I sin in my actions, my lack of actions, in my words and deeds. I sin in my thought life, in my home life, in my work and in my play. I need Jesus.


I have a problem with thinking I know everything, when clearly I don’t. I get annoyed when people tell me I am wrong. This is prideful, sinful arrogance. This is sin, and I need Jesus.

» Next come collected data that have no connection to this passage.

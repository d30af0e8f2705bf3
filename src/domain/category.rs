//! Budget categories and their validity windows.

use serde::{Deserialize, Serialize};

use crate::errors::{Result, TrackingError};

use super::{
    common::{CategoryId, GroupId},
    interval::MonthInterval,
    money::Money,
    month::Month,
    values::{Description, Name},
};

/// When a category applies: a single month, or a run of months that may be open-ended.
#[derive(Debug, Clone, Copy, PartialEq, Eq, Serialize, Deserialize)]
#[serde(tag = "kind", rename_all = "snake_case", try_from = "RawRecurrence")]
pub enum Recurrence {
    OneOff { month: Month },
    Recurring { start: Month, end: Option<Month> },
}

#[derive(Deserialize)]
#[serde(tag = "kind", rename_all = "snake_case")]
enum RawRecurrence {
    OneOff { month: Month },
    Recurring { start: Month, end: Option<Month> },
}

impl TryFrom<RawRecurrence> for Recurrence {
    type Error = TrackingError;

    fn try_from(raw: RawRecurrence) -> Result<Self> {
        match raw {
            RawRecurrence::OneOff { month } => Ok(Recurrence::OneOff { month }),
            RawRecurrence::Recurring { start, end } => Recurrence::recurring(start, end),
        }
    }
}

impl Recurrence {
    /// Builds a recurrence from flat form-style inputs.
    pub fn from_parts(is_recurrent: bool, start: Option<Month>, end: Option<Month>) -> Result<Self> {
        let start = start.ok_or_else(|| TrackingError::InvalidMonth(String::new()))?;
        if !is_recurrent {
            if end.is_some() {
                return Err(TrackingError::EndMonthNotAllowed);
            }
            return Ok(Recurrence::OneOff { month: start });
        }
        Self::recurring(start, end)
    }

    pub fn recurring(start: Month, end: Option<Month>) -> Result<Self> {
        if let Some(end) = end {
            if end.before(&start) {
                return Err(TrackingError::EndMonthBeforeStartMonth { start, end });
            }
        }
        Ok(Recurrence::Recurring { start, end })
    }

    pub fn start(&self) -> Month {
        match self {
            Recurrence::OneOff { month } => *month,
            Recurrence::Recurring { start, .. } => *start,
        }
    }

    /// Explicit end month; always `None` for one-off categories.
    pub fn end(&self) -> Option<Month> {
        match self {
            Recurrence::OneOff { .. } => None,
            Recurrence::Recurring { end, .. } => *end,
        }
    }

    pub fn is_recurrent(&self) -> bool {
        matches!(self, Recurrence::Recurring { .. })
    }

    pub fn window(&self) -> MonthInterval {
        match self {
            Recurrence::OneOff { month } => MonthInterval::single(*month),
            Recurrence::Recurring { start, end } => MonthInterval::new(*start, *end),
        }
    }

    pub fn active_for(&self, month: Month) -> bool {
        self.window().contains(month)
    }
}

/// Submitted values for creating or editing a category.
#[derive(Debug, Clone, PartialEq)]
pub struct CategoryDraft {
    pub name: Name,
    pub description: Description,
    pub is_recurrent: bool,
    pub start_month: Option<Month>,
    pub end_month: Option<Month>,
    pub budget: Money,
}

impl CategoryDraft {
    pub fn recurrence(&self) -> Result<Recurrence> {
        Recurrence::from_parts(self.is_recurrent, self.start_month, self.end_month)
    }
}

/// A spending bucket owned by a [`Group`](super::group::Group).
#[derive(Debug, Clone, PartialEq, Serialize, Deserialize)]
#[serde(try_from = "RawCategory")]
pub struct Category {
    id: CategoryId,
    group_id: GroupId,
    name: Name,
    #[serde(default)]
    description: Description,
    recurrence: Recurrence,
    budget: Money,
}

#[derive(Deserialize)]
struct RawCategory {
    id: CategoryId,
    group_id: GroupId,
    name: Name,
    #[serde(default)]
    description: Description,
    recurrence: Recurrence,
    budget: Money,
}

impl TryFrom<RawCategory> for Category {
    type Error = TrackingError;

    fn try_from(raw: RawCategory) -> Result<Self> {
        let draft = CategoryDraft {
            name: raw.name,
            description: raw.description,
            is_recurrent: raw.recurrence.is_recurrent(),
            start_month: Some(raw.recurrence.start()),
            end_month: raw.recurrence.end(),
            budget: raw.budget,
        };
        Category::new(raw.id, raw.group_id, draft)
    }
}

impl Category {
    pub fn new(id: CategoryId, group_id: GroupId, draft: CategoryDraft) -> Result<Self> {
        let recurrence = draft.recurrence()?;
        validate_budget(&draft.budget)?;
        Ok(Self {
            id,
            group_id,
            name: draft.name,
            description: draft.description,
            recurrence,
            budget: draft.budget,
        })
    }

    pub fn id(&self) -> CategoryId {
        self.id
    }

    pub fn group_id(&self) -> GroupId {
        self.group_id
    }

    pub fn description(&self) -> &Description {
        &self.description
    }

    pub fn name(&self) -> &Name {
        &self.name
    }

    pub fn recurrence(&self) -> Recurrence {
        self.recurrence
    }

    pub fn is_recurrent(&self) -> bool {
        self.recurrence.is_recurrent()
    }

    pub fn start_month(&self) -> Month {
        self.recurrence.start()
    }

    pub fn end_month(&self) -> Option<Month> {
        self.recurrence.end()
    }

    pub fn budget(&self) -> &Money {
        &self.budget
    }

    pub fn window(&self) -> MonthInterval {
        self.recurrence.window()
    }

    pub fn active_for(&self, month: Month) -> bool {
        self.recurrence.active_for(month)
    }

    /// Same name and intersecting windows.
    pub fn conflicts_with(&self, name: &Name, window: &MonthInterval) -> bool {
        self.name == *name && self.window().intersects(window)
    }

    pub(crate) fn apply(&mut self, draft: CategoryDraft, recurrence: Recurrence) {
        self.name = draft.name;
        self.description = draft.description;
        self.recurrence = recurrence;
        self.budget = draft.budget;
    }

    /// Ends a recurring category at `end`, keeping every other field.
    pub(crate) fn close_at(&mut self, end: Month) -> Result<()> {
        self.recurrence = Recurrence::recurring(self.start_month(), Some(end))?;
        Ok(())
    }
}

pub(crate) fn validate_budget(budget: &Money) -> Result<()> {
    if budget.is_negative()? {
        return Err(TrackingError::NegativeBudget);
    }
    Ok(())
}
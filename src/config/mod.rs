use std::{
    fs,
    path::{Path, PathBuf},
};

use serde::{Deserialize, Serialize};
use tracing::debug;

use crate::{
    domain::money::{CurrencyCode, MoneyError},
    errors::StorageResult,
    utils::{app_data_dir, ensure_dir, write_atomic, DEFAULT_LOG_FILTER},
};

const CONFIG_FILE: &str = "config.json";
const DEFAULT_RETENTION: usize = 5;

#[derive(Debug, Clone, PartialEq, Serialize, Deserialize)]
#[serde(default)]
pub struct Config {
    pub currency: String,
    pub locale: String,
    #[serde(skip_serializing_if = "Option::is_none")]
    pub data_dir: Option<PathBuf>,
    pub log_filter: String,
    pub backup_retention: usize,
}

impl Default for Config {
    fn default() -> Self {
        Self {
            currency: "USD".into(),
            locale: "en-US".into(),
            data_dir: None,
            log_filter: DEFAULT_LOG_FILTER.into(),
            backup_retention: DEFAULT_RETENTION,
        }
    }
}

impl Config {
    pub fn currency_code(&self) -> Result<CurrencyCode, MoneyError> {
        CurrencyCode::new(self.currency.as_str())
    }

    /// Explicit `data_dir`, then `$BUDGET_TRACKING_HOME`, then `~/.budget_tracking`.
    pub fn resolve_data_dir(&self) -> PathBuf {
        self.data_dir.clone().unwrap_or_else(app_data_dir)
    }
}

pub struct ConfigManager {
    path: PathBuf,
}

impl ConfigManager {
    pub fn new() -> StorageResult<Self> {
        Self::with_base_dir(app_data_dir())
    }

    pub fn with_base_dir(base: impl Into<PathBuf>) -> StorageResult<Self> {
        let base = base.into();
        ensure_dir(&base)?;
        Ok(Self {
            path: base.join(CONFIG_FILE),
        })
    }

    /// Reads the stored configuration, or the defaults when none was saved yet.
    pub fn load(&self) -> StorageResult<Config> {
        if !self.path.exists() {
            debug!("no config at {}, using defaults", self.path.display());
            return Ok(Config::default());
        }
        let data = fs::read_to_string(&self.path)?;
        Ok(serde_json::from_str(&data)?)
    }

    pub fn save(&self, config: &Config) -> StorageResult<()> {
        let json = serde_json::to_string_pretty(config)?;
        write_atomic(&self.path, &json)?;
        Ok(())
    }

    pub fn path(&self) -> &Path {
        &self.path
    }
}
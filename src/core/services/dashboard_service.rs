use std::{collections::HashMap, sync::Arc};

use tracing::debug;

use crate::core::aggregation::{DashboardInput, DashboardReport, MonthlyAggregator};
use crate::domain::{CategoryId, CurrencyCode, Expense, Month, UserId};
use crate::storage::{ExpenseRepository, GroupRepository, IncomeRepository};

use super::{parse_month, ServiceResult};

/// Loads a user's month and runs the aggregation engine over it.
pub struct DashboardService {
    groups: Arc<dyn GroupRepository>,
    expenses: Arc<dyn ExpenseRepository>,
    incomes: Arc<dyn IncomeRepository>,
    currency: CurrencyCode,
}

impl DashboardService {
    pub fn new(
        groups: Arc<dyn GroupRepository>,
        expenses: Arc<dyn ExpenseRepository>,
        incomes: Arc<dyn IncomeRepository>,
        currency: CurrencyCode,
    ) -> Self {
        Self {
            groups,
            expenses,
            incomes,
            currency,
        }
    }

    pub fn report(&self, user_id: UserId, month: Month) -> ServiceResult<DashboardReport> {
        let groups = self.groups.find_groups_by_user_and_month(user_id, month)?;
        let totals = self
            .expenses
            .totals_by_category(user_id, month, &self.currency)?;
        let total_expenses = self
            .expenses
            .total_for_month(user_id, month, &self.currency)?;
        let total_income = self.incomes.total_for_month(user_id, month, &self.currency)?;

        let mut expenses: HashMap<CategoryId, Vec<Expense>> = HashMap::new();
        for expense in self.expenses.find_expenses_by_user_and_month(user_id, month)? {
            expenses.entry(expense.category_id()).or_default().push(expense);
        }

        debug!(
            "building dashboard for user {} in {} ({} groups)",
            user_id,
            month,
            groups.len()
        );
        let input = DashboardInput {
            month,
            currency: self.currency.clone(),
            total_income,
            total_expenses,
            groups,
            totals,
            expenses,
        };
        Ok(MonthlyAggregator::aggregate(&input)?)
    }

    /// Same as [`report`](Self::report) for a raw `YYYY-MM` month.
    pub fn report_for(&self, user_id: UserId, month: &str) -> ServiceResult<DashboardReport> {
        self.report(user_id, parse_month(month)?)
    }
}
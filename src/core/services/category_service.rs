use std::sync::Arc;

use tracing::{debug, info};
use uuid::Uuid;

use crate::domain::{
    Category, CategoryDraft, CategoryId, CategoryUpdate, CurrencyCode, Description, Group, GroupId,
    Money, Month, Name, UserId,
};
use crate::errors::TrackingError;
use crate::storage::{ExpenseRepository, GroupRepository};

use super::{parse_optional_month, ServiceResult};

/// Raw category form values; months as `YYYY-MM`, budget in cents.
#[derive(Debug, Clone, Default)]
pub struct CategoryInput {
    pub name: String,
    pub description: String,
    pub is_recurrent: bool,
    pub start_month: String,
    pub end_month: Option<String>,
    pub budget_cents: i64,
}

impl CategoryInput {
    pub fn into_draft(self, currency: &CurrencyCode) -> ServiceResult<CategoryDraft> {
        Ok(CategoryDraft {
            name: Name::new(self.name.trim())?,
            description: Description::new(self.description.trim())?,
            is_recurrent: self.is_recurrent,
            start_month: parse_optional_month(Some(self.start_month.as_str()))?,
            end_month: parse_optional_month(self.end_month.as_deref())?,
            budget: Money::new(self.budget_cents, currency),
        })
    }
}

pub struct CategoryService {
    groups: Arc<dyn GroupRepository>,
    expenses: Arc<dyn ExpenseRepository>,
    currency: CurrencyCode,
}

impl CategoryService {
    pub fn new(
        groups: Arc<dyn GroupRepository>,
        expenses: Arc<dyn ExpenseRepository>,
        currency: CurrencyCode,
    ) -> Self {
        Self {
            groups,
            expenses,
            currency,
        }
    }

    pub fn create(
        &self,
        user_id: UserId,
        group_id: GroupId,
        input: CategoryInput,
    ) -> ServiceResult<Category> {
        let mut group = self.groups.find_group(group_id)?;
        if group.user_id() != user_id {
            return Err(TrackingError::GroupNotFound(group_id).into());
        }
        let draft = input.into_draft(&self.currency)?;
        let category = group.create_category(Uuid::new_v4(), draft)?;
        self.groups.save_group(&group)?;
        debug!("category `{}` created in group {}", category.name(), group_id);
        Ok(category)
    }

    /// Applies an edit made while viewing `view_month`, persisting a fork as one save.
    ///
    /// When the edit forks, expenses of the old category dated in or after
    /// `view_month` follow the new category.
    pub fn update(
        &self,
        user_id: UserId,
        id: CategoryId,
        input: CategoryInput,
        view_month: Option<&str>,
    ) -> ServiceResult<CategoryUpdate> {
        let mut group = self.owning_group(user_id, id)?;
        let view_month = parse_optional_month(view_month)?;
        let draft = input.into_draft(&self.currency)?;
        let update = group.update_category(id, draft, view_month)?;
        self.groups.save_group(&group)?;

        if let (Some(original), Some(view)) = (update.forked_from, view_month) {
            let moved =
                self.expenses
                    .reassign_category_from_month(original, update.category.id(), view)?;
            info!(
                "category {} forked into {} from {}; {} expenses moved",
                original,
                update.category.id(),
                view,
                moved
            );
        }
        Ok(update)
    }

    pub fn delete(&self, user_id: UserId, id: CategoryId) -> ServiceResult<()> {
        self.owning_group(user_id, id)?;
        self.groups.delete_category(id)?;
        info!("category {} deleted", id);
        Ok(())
    }

    pub fn get(&self, user_id: UserId, id: CategoryId) -> ServiceResult<Category> {
        let group = self.owning_group(user_id, id)?;
        group
            .category(id)
            .cloned()
            .ok_or_else(|| TrackingError::CategoryNotFound(id).into())
    }

    /// Categories of a group by name, then start month; optionally only those active for `month`.
    pub fn list(
        &self,
        user_id: UserId,
        group_id: GroupId,
        month: Option<Month>,
    ) -> ServiceResult<Vec<Category>> {
        let group = self.groups.find_group(group_id)?;
        if group.user_id() != user_id {
            return Err(TrackingError::GroupNotFound(group_id).into());
        }
        let mut categories: Vec<Category> = match month {
            Some(month) => group.categories_for_month(month).into_iter().cloned().collect(),
            None => group.categories().to_vec(),
        };
        categories.sort_by(|a, b| {
            a.name()
                .as_str()
                .cmp(b.name().as_str())
                .then_with(|| a.start_month().cmp(&b.start_month()))
        });
        Ok(categories)
    }

    fn owning_group(&self, user_id: UserId, id: CategoryId) -> ServiceResult<Group> {
        let group = self.groups.find_group_by_category(id)?;
        if group.user_id() != user_id {
            return Err(TrackingError::CategoryNotFound(id).into());
        }
        Ok(group)
    }
}
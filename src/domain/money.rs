//! Currency-aware fixed-point amounts stored as signed minor units (cents).

use std::fmt;

use serde::{Deserialize, Serialize};
use thiserror::Error;

const MINOR_UNITS: i64 = 100;

#[derive(Debug, Error, Clone, PartialEq, Eq)]
pub enum MoneyError {
    #[error("invalid currency code `{0}`")]
    InvalidCurrency(String),
    #[error("currency mismatch: {left} vs {right}")]
    CurrencyMismatch { left: String, right: String },
    #[error("money value is uninitialized")]
    Uninitialized,
    #[error("money arithmetic overflowed")]
    Overflow,
}

/// ISO 4217 currency representation.
#[derive(Debug, Clone, Serialize, Deserialize, PartialEq, Eq, Hash)]
#[serde(try_from = "String")]
pub struct CurrencyCode(String);

impl CurrencyCode {
    pub fn new(code: impl Into<String>) -> Result<Self, MoneyError> {
        let code = code.into();
        let normalized = code.trim().to_ascii_uppercase();
        if normalized.len() != 3 || !normalized.bytes().all(|b| b.is_ascii_alphabetic()) {
            return Err(MoneyError::InvalidCurrency(code));
        }
        Ok(Self(normalized))
    }

    pub fn as_str(&self) -> &str {
        &self.0
    }
}

impl TryFrom<String> for CurrencyCode {
    type Error = MoneyError;

    fn try_from(code: String) -> Result<Self, MoneyError> {
        Self::new(code)
    }
}

impl Default for CurrencyCode {
    fn default() -> Self {
        Self("USD".into())
    }
}

impl fmt::Display for CurrencyCode {
    fn fmt(&self, f: &mut fmt::Formatter<'_>) -> fmt::Result {
        f.write_str(&self.0)
    }
}

/// A signed amount tagged with its currency.
///
/// `Money::default()` is the uninitialized value: every arithmetic, comparison
/// and sign query on it fails with [`MoneyError::Uninitialized`]. Operations on
/// two values fail with [`MoneyError::CurrencyMismatch`] when the currencies
/// differ.
#[derive(Debug, Clone, Default, PartialEq, Eq, Hash, Serialize, Deserialize)]
pub struct Money {
    cents: i64,
    #[serde(default, skip_serializing_if = "Option::is_none")]
    currency: Option<CurrencyCode>,
}

impl Money {
    pub fn new(cents: i64, currency: &CurrencyCode) -> Self {
        Self {
            cents,
            currency: Some(currency.clone()),
        }
    }

    pub fn from_code(cents: i64, code: &str) -> Result<Self, MoneyError> {
        Ok(Self::new(cents, &CurrencyCode::new(code)?))
    }

    pub fn zero(currency: &CurrencyCode) -> Self {
        Self::new(0, currency)
    }

    pub fn cents(&self) -> i64 {
        self.cents
    }

    pub fn currency(&self) -> Option<&CurrencyCode> {
        self.currency.as_ref()
    }

    pub fn is_initialized(&self) -> bool {
        self.currency.is_some()
    }

    pub fn add(&self, other: &Money) -> Result<Money, MoneyError> {
        let currency = self.shared_currency(other)?;
        let cents = self
            .cents
            .checked_add(other.cents)
            .ok_or(MoneyError::Overflow)?;
        Ok(Money::new(cents, currency))
    }

    pub fn subtract(&self, other: &Money) -> Result<Money, MoneyError> {
        let currency = self.shared_currency(other)?;
        let cents = self
            .cents
            .checked_sub(other.cents)
            .ok_or(MoneyError::Overflow)?;
        Ok(Money::new(cents, currency))
    }

    pub fn greater_than(&self, other: &Money) -> Result<bool, MoneyError> {
        self.shared_currency(other)?;
        Ok(self.cents > other.cents)
    }

    pub fn less_than(&self, other: &Money) -> Result<bool, MoneyError> {
        self.shared_currency(other)?;
        Ok(self.cents < other.cents)
    }

    pub fn equals(&self, other: &Money) -> Result<bool, MoneyError> {
        self.shared_currency(other)?;
        Ok(self.cents == other.cents)
    }

    pub fn is_zero(&self) -> Result<bool, MoneyError> {
        self.initialized_currency()?;
        Ok(self.cents == 0)
    }

    pub fn is_positive(&self) -> Result<bool, MoneyError> {
        self.initialized_currency()?;
        Ok(self.cents > 0)
    }

    pub fn is_negative(&self) -> Result<bool, MoneyError> {
        self.initialized_currency()?;
        Ok(self.cents < 0)
    }

    /// Adds every item to a zero of `currency`.
    pub fn sum<'a, I>(currency: &CurrencyCode, items: I) -> Result<Money, MoneyError>
    where
        I: IntoIterator<Item = &'a Money>,
    {
        items
            .into_iter()
            .try_fold(Money::zero(currency), |acc, item| acc.add(item))
    }

    fn initialized_currency(&self) -> Result<&CurrencyCode, MoneyError> {
        self.currency.as_ref().ok_or(MoneyError::Uninitialized)
    }

    fn shared_currency(&self, other: &Money) -> Result<&CurrencyCode, MoneyError> {
        let left = self.initialized_currency()?;
        let right = other.initialized_currency()?;
        if left != right {
            return Err(MoneyError::CurrencyMismatch {
                left: left.to_string(),
                right: right.to_string(),
            });
        }
        Ok(left)
    }
}

impl fmt::Display for Money {
    fn fmt(&self, f: &mut fmt::Formatter<'_>) -> fmt::Result {
        let sign = if self.cents < 0 { "-" } else { "" };
        let abs = self.cents.unsigned_abs();
        let minor = MINOR_UNITS as u64;
        write!(f, "{sign}{}.{:02}", abs / minor, abs % minor)?;
        if let Some(currency) = &self.currency {
            write!(f, " {currency}")?;
        }
        Ok(())
    }
}
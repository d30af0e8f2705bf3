//! Shared identifiers for budgeting primitives.

use uuid::Uuid;

pub type UserId = Uuid;
pub type GroupId = Uuid;
pub type CategoryId = Uuid;
pub type ExpenseId = Uuid;
pub type IncomeId = Uuid;

/// Exposes a stable identifier for entities stored by a repository.
pub trait Identifiable {
    fn id(&self) -> Uuid;
}
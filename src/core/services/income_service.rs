use std::sync::Arc;

use chrono::NaiveDate;
use tracing::{debug, info};
use uuid::Uuid;

use crate::domain::{CurrencyCode, Income, IncomeId, Money, Name, UserId};
use crate::errors::TrackingError;
use crate::storage::IncomeRepository;

use super::{parse_month, ServiceResult};

/// Raw income form values; amount in cents.
#[derive(Debug, Clone)]
pub struct IncomeInput {
    pub amount_cents: i64,
    pub source: String,
    pub received_at: NaiveDate,
}

pub struct IncomeService {
    incomes: Arc<dyn IncomeRepository>,
    currency: CurrencyCode,
}

impl IncomeService {
    pub fn new(incomes: Arc<dyn IncomeRepository>, currency: CurrencyCode) -> Self {
        Self { incomes, currency }
    }

    pub fn create(&self, user_id: UserId, input: IncomeInput) -> ServiceResult<Income> {
        let income = self.build(Uuid::new_v4(), user_id, input)?;
        self.incomes.save_income(&income)?;
        debug!("income {} of {} recorded for user {}", income.id(), income.amount(), user_id);
        Ok(income)
    }

    pub fn update(&self, user_id: UserId, id: IncomeId, input: IncomeInput) -> ServiceResult<Income> {
        self.owned(user_id, id)?;
        let income = self.build(id, user_id, input)?;
        self.incomes.save_income(&income)?;
        debug!("income {} updated", id);
        Ok(income)
    }

    pub fn delete(&self, user_id: UserId, id: IncomeId) -> ServiceResult<()> {
        self.owned(user_id, id)?;
        self.incomes.delete_income(id)?;
        info!("income {} deleted", id);
        Ok(())
    }

    pub fn get(&self, user_id: UserId, id: IncomeId) -> ServiceResult<Income> {
        self.owned(user_id, id)
    }

    pub fn list(&self, user_id: UserId) -> ServiceResult<Vec<Income>> {
        Ok(self.incomes.find_incomes_by_user(user_id)?)
    }

    pub fn list_by_month(&self, user_id: UserId, month: &str) -> ServiceResult<Vec<Income>> {
        let month = parse_month(month)?;
        Ok(self.incomes.find_incomes_by_user_and_month(user_id, month)?)
    }

    pub fn total(&self, user_id: UserId, month: &str) -> ServiceResult<Money> {
        let month = parse_month(month)?;
        Ok(self.incomes.total_for_month(user_id, month, &self.currency)?)
    }

    fn build(&self, id: IncomeId, user_id: UserId, input: IncomeInput) -> ServiceResult<Income> {
        Ok(Income::new(
            id,
            user_id,
            Money::new(input.amount_cents, &self.currency),
            Name::new(input.source.trim())?,
            input.received_at,
        )?)
    }

    fn owned(&self, user_id: UserId, id: IncomeId) -> ServiceResult<Income> {
        let income = self.incomes.find_income(id)?;
        if income.user_id() != user_id {
            return Err(TrackingError::IncomeNotFound(id).into());
        }
        Ok(income)
    }
}
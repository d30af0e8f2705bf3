pub mod aggregation;
pub mod services;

When I meet someone who is far from God, I can get prideful, like I am better than them. In reality, we are both wretched sinners, I have just been redeemed, but through nothing of myself. I didn’t earn it, I don’t deserve it, it was a gift, and those far from God need to know why I need Jesus. Maybe they will see my need and realize their needs too. Maybe the best bet isn’t telling them why they are broken. When someone tells me I am broken or wrong, I get upset. Maybe they get upset. Maybe me being honest about my struggles will be more helpful than me telling them how wretched they are. Deep down, they already know. They need to know I need Jesus. So today I want to tell you, I need Jesus. I need Jesus to forgive my sins. I need Jesus and The Holy Spirit to transform me from the inside out. I need the fruit of the Spirit that only comes from Heaven. I need the work of God in my life to save me from the wretched man that I am.

“Wretched man that I am! Who will deliver me from this body of death? Thanks be to God through Jesus Christ our Lord!” Romans 7:24-25a
 Yes, Lord, save me from wretched me!